O presidente Luiz Inácio Lula da Silva assinou nesta quarta-feira (20) dois decretos que ampliam as regras de funcionamento e fiscalização das redes sociais no Brasil. As medidas atualizam pontos do Marco Civil da Internet e estabelecem novas diretrizes voltadas ao combate da violência digital, principalmente contra mulheres, além de ampliar mecanismos de controle sobre plataformas digitais.
Os decretos também fortalecem a atuação da Autoridade Nacional de Proteção de Dados (ANPD), vinculada ao Ministério da Justiça, que passa a ter papel mais amplo na fiscalização do cumprimento das regras pelas empresas responsáveis pelas plataformas digitais.

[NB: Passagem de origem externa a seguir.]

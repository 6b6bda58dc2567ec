use crate::checks::violations::Violations;
use crate::checks::visit::resolve;
use crate::model::{PodMetadata, PodSpec};
use crate::policy::CheckOptions;
use crate::registry::{Check, VersionedCheck};
use podguard_types::{CheckResult, Level, Version, ids};

pub fn check() -> Check {
    Check {
        id: ids::CHECK_RUN_AS_USER,
        level: Level::Restricted,
        versions: vec![VersionedCheck::new(Version::new(1, 23), run_as_user_v1_23)],
    }
}

/// Neither the pod nor any container may set `runAsUser=0`. An unset value
/// never violates.
pub fn run_as_user_v1_23(_: &PodMetadata, spec: &PodSpec, opts: &CheckOptions) -> CheckResult {
    if opts.relax_for_user_namespace_pods && spec.uses_isolated_user_namespace() {
        return CheckResult::allowed();
    }

    let mut violations = Violations::new();
    for resolved in resolve(spec, |p| p.run_as_user, |c| c.run_as_user) {
        if resolved.value == Some(0) {
            let scope = resolved.scope;
            violations.forbid(scope, scope.security_context_field("runAsUser"), 0);
        }
    }
    let detail = violations.compose(|group| format!("{} must not set runAsUser=0", group.subjects));
    violations.into_result(ids::REASON_RUN_AS_USER, detail, opts)
}
//! Rule checks and the shared helpers they are built from.

use crate::registry::Check;

mod allow_privilege_escalation;
mod capabilities_baseline;
mod capabilities_restricted;
mod host_namespaces;
mod host_path_volumes;
mod host_ports;
mod privileged;
mod restricted_volumes;
mod run_as_non_root;
mod run_as_user;
mod seccomp_profile_restricted;
mod utils;
pub mod violations;
pub mod visit;


/// Every built-in check, in the order checks run and results are folded.
pub fn default_checks() -> Vec<Check> {
    vec![
        // baseline
        privileged::check(),
        host_namespaces::check(),
        host_ports::check(),
        host_path_volumes::check(),
        capabilities_baseline::check(),
        // restricted
        run_as_non_root::check(),
        run_as_user::check(),
        allow_privilege_escalation::check(),
        capabilities_restricted::check(),
        seccomp_profile_restricted::check(),
        restricted_volumes::check(),
    ]
}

Segundo o governo federal, as mudanças buscam atualizar a regulamentação diante do crescimento de casos de violência online, golpes virtuais, disseminação de desinformação e exposição indevida de usuários nas redes.
O tema ganhou repercussão em São José do Rio Preto após decisão recente do Tribunal de Justiça de São Paulo envolvendo um secretário municipal licenciado da cidade. O ex-integrante do governo foi condenado por divulgar imagens e vídeos íntimos da ex-mulher em sites pornográficos sem autorização da vítima, caso que reacendeu o debate sobre crimes digitais e violência contra mulheres no ambiente virtual.
Para o advogado e especialista em tecnologia Leon Fagiani, associado da Apeti, o avanço das redes sociais ampliou a velocidade e o alcance dos crimes digitais, especialmente em situações envolvendo exposição íntima. Segundo ele, muitas vezes o conteúdo se espalha rapidamente antes mesmo de qualquer medida judicial ou administrativa conseguir impedir os danos.
“As plataformas passaram a ocupar um espaço central na vida social das pessoas. Isso aumentou a discussão sobre responsabilidade, fiscalização e mecanismos de proteção aos usuários”, afirmou.
As novas regras devem aumentar a pressão sobre empresas como Meta, Google, TikTok e X para adoção de mecanismos mais rígidos de moderação de conteúdo, combate a práticas ilegais e proteção digital dos usuários.